TASK REQUIREMENTS:
Write out, please, the lines from the beginning of the material to the line with "#[derive(Debug, Clone, FromRow, Serialize)]", including both ends and nothing else.

========================

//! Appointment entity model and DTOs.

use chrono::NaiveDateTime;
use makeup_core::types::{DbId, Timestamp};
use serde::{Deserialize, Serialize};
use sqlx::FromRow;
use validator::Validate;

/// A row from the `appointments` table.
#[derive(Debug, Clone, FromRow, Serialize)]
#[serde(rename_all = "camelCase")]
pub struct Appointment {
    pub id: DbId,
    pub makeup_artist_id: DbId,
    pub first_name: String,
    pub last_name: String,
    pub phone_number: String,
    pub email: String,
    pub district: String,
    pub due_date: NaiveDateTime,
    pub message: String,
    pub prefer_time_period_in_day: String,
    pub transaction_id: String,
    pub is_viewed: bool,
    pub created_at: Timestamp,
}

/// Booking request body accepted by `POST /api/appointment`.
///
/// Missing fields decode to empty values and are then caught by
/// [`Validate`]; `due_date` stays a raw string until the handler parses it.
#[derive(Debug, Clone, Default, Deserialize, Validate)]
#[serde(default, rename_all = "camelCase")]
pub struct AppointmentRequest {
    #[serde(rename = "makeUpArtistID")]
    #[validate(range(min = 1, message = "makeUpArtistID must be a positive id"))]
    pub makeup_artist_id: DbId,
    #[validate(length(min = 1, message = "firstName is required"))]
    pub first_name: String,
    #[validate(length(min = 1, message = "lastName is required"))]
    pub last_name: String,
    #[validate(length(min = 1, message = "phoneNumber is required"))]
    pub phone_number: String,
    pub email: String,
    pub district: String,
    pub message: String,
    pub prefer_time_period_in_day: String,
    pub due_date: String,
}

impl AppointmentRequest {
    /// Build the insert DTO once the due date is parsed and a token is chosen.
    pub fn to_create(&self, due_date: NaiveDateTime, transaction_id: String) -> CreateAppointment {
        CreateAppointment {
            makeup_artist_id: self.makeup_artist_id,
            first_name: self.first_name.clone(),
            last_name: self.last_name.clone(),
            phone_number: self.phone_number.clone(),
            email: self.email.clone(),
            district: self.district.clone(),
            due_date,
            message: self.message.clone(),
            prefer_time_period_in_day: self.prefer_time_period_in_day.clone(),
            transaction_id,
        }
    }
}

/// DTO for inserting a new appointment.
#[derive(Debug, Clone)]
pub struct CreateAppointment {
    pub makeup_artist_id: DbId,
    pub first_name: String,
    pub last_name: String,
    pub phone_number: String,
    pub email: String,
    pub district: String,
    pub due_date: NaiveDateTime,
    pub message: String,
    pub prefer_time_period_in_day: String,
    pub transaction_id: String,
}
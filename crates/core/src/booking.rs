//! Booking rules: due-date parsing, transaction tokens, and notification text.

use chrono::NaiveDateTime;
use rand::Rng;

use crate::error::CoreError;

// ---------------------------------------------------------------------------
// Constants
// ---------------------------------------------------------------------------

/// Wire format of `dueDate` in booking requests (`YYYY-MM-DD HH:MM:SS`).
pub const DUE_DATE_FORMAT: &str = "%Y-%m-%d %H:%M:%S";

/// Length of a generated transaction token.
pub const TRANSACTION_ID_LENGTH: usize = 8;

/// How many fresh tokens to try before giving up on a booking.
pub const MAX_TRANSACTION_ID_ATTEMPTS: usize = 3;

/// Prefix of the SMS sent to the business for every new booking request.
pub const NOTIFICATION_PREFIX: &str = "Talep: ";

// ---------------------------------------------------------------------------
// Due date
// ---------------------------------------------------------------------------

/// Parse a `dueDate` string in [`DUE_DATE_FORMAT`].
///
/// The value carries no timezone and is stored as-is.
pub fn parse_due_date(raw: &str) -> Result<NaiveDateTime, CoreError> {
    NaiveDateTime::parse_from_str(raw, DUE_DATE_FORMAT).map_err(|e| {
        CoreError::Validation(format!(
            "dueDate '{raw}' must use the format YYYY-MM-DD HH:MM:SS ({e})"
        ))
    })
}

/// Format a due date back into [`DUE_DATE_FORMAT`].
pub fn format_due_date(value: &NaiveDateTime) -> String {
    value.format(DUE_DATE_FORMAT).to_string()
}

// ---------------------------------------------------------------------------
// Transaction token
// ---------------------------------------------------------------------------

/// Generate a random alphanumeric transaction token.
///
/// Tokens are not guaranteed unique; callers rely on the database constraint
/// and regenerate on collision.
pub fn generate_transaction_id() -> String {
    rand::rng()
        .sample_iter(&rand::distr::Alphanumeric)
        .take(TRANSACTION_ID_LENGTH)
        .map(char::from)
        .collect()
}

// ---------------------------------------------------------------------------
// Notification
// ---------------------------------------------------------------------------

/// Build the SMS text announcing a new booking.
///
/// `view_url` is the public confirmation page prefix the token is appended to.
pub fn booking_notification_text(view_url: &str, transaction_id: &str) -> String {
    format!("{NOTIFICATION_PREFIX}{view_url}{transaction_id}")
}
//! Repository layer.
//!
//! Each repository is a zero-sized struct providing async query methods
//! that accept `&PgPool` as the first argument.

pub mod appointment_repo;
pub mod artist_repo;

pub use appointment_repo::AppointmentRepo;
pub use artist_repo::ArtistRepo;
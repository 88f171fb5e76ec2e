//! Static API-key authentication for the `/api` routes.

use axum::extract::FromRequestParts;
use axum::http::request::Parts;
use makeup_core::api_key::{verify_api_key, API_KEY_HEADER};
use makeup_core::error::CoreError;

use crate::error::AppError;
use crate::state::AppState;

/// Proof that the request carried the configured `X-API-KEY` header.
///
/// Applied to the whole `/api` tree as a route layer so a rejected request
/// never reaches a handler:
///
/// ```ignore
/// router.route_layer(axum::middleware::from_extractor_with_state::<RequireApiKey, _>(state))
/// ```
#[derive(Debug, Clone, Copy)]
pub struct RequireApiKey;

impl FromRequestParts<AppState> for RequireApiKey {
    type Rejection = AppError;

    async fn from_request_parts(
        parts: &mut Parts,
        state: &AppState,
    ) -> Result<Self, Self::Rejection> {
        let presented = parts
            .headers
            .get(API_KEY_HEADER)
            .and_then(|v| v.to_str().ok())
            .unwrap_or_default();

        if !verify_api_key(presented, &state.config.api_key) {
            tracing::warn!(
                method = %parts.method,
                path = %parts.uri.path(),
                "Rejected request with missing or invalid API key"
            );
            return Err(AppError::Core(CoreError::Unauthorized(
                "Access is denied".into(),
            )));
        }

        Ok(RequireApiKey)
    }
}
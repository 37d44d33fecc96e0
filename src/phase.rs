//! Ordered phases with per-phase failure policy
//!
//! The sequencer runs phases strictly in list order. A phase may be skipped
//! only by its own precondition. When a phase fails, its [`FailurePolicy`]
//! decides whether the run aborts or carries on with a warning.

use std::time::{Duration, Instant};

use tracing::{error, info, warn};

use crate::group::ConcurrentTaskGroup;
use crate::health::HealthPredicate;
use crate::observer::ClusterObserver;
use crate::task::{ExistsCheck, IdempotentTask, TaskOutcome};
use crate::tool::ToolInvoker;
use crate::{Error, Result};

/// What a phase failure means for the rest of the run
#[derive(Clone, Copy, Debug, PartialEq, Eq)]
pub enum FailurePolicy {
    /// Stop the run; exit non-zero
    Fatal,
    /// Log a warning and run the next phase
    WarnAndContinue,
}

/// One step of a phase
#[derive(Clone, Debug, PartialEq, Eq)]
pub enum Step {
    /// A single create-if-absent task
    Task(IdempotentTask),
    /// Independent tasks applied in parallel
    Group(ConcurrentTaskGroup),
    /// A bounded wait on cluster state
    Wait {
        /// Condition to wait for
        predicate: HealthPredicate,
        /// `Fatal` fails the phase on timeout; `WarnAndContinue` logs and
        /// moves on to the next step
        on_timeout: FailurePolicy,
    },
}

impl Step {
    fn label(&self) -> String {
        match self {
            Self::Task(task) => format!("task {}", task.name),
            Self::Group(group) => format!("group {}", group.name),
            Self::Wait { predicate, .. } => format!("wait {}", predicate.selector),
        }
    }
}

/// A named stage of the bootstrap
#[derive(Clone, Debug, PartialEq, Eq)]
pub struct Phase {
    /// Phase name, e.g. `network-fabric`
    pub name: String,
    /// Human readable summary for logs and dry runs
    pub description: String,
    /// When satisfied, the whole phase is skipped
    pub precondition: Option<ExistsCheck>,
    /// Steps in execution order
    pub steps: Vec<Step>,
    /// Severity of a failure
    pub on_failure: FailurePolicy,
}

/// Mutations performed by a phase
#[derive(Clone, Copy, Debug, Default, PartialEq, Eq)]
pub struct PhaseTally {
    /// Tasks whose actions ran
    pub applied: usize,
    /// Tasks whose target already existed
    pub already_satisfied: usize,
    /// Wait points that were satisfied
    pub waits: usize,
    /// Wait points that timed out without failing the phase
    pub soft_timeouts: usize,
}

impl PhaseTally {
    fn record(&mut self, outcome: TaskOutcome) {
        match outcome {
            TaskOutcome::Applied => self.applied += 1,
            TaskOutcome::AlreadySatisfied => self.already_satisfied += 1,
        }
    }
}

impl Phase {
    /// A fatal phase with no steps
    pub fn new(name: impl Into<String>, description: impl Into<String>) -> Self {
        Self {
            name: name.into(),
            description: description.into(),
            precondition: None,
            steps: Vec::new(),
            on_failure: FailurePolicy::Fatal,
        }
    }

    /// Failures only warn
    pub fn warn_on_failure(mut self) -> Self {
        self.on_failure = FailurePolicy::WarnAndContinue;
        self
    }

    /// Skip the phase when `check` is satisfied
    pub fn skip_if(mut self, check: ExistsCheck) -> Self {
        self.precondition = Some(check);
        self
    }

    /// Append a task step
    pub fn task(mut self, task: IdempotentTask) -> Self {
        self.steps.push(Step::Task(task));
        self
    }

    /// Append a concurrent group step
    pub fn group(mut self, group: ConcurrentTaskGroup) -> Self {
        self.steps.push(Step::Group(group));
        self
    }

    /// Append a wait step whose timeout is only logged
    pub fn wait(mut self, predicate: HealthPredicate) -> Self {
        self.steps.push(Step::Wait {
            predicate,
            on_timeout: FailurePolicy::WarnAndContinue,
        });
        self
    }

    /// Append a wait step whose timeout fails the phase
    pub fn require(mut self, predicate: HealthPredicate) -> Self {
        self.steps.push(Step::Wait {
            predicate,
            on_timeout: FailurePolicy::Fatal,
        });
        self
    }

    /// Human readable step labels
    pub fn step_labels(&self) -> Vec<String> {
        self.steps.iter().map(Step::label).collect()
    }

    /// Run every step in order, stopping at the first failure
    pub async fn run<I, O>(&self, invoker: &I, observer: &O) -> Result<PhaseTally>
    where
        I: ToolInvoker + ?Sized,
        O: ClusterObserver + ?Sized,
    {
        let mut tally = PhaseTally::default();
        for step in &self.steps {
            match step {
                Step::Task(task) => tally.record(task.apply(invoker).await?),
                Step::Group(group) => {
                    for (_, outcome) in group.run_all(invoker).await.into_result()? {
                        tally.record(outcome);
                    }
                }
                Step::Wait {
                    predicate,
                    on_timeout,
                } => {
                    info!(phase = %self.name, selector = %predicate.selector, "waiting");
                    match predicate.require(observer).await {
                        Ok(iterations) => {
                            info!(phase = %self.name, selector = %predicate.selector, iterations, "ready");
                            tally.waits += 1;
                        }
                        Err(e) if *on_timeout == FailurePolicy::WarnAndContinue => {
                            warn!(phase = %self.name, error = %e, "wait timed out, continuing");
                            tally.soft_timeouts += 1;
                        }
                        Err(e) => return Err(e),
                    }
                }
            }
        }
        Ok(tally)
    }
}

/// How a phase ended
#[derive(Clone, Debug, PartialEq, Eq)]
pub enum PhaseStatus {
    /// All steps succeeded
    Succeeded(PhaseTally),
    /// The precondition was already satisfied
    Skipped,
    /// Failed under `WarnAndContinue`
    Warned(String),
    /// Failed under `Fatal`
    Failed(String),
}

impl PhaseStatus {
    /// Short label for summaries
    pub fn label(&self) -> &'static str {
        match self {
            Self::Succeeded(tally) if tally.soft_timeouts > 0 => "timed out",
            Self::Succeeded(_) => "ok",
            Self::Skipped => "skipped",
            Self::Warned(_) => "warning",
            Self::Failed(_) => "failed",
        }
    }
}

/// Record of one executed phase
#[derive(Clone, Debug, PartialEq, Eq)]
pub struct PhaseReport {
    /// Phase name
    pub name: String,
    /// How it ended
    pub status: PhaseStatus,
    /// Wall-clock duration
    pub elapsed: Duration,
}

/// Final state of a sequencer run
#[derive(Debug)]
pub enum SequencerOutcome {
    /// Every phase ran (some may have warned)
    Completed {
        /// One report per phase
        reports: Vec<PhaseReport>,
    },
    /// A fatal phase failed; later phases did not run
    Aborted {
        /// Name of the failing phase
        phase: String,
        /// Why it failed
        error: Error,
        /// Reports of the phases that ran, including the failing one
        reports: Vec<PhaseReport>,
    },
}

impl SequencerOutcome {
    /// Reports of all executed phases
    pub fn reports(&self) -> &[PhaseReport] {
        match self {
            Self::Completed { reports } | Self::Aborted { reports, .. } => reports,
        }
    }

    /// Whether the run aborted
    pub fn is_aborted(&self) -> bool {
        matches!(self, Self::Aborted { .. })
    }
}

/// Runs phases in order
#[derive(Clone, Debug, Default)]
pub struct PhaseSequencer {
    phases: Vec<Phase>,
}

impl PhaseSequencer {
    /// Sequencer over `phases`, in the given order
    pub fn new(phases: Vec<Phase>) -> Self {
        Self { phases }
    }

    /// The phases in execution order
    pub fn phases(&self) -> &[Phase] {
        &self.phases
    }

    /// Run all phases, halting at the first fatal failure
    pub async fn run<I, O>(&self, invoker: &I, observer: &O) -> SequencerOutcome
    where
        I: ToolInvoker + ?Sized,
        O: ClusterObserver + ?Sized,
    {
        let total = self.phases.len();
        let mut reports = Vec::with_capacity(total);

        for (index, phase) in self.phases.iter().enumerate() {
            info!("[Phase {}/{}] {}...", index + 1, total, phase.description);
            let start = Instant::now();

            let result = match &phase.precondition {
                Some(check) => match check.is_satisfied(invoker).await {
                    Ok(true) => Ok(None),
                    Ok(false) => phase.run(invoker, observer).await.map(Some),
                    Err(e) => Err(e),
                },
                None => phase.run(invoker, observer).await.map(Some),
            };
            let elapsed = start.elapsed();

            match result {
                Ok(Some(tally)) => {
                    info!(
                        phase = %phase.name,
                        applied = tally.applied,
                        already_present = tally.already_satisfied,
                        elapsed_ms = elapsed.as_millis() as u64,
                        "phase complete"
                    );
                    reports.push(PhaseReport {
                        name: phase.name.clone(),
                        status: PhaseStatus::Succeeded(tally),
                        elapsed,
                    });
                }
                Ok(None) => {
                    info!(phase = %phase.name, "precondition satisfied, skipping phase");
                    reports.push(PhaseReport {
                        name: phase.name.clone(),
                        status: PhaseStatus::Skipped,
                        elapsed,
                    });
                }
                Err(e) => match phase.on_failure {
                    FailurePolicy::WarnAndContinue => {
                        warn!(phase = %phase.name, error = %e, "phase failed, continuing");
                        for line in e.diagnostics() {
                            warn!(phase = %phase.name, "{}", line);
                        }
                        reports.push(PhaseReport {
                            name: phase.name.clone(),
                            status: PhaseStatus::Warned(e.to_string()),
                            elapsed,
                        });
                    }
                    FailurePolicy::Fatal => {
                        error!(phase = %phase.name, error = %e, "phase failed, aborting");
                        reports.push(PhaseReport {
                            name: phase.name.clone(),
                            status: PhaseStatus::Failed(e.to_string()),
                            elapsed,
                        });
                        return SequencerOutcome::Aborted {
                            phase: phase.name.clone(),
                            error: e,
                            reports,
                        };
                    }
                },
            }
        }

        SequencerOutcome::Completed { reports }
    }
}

========================

RESULT OF THIS EXERCISE:
//! Appointment entity model and DTOs.

use chrono::NaiveDateTime;
use makeup_core::types::{DbId, Timestamp};
use serde::{Deserialize, Serialize};
use sqlx::FromRow;
use validator::Validate;

/// A row from the `appointments` table.
#[derive(Debug, Clone, FromRow, Serialize)]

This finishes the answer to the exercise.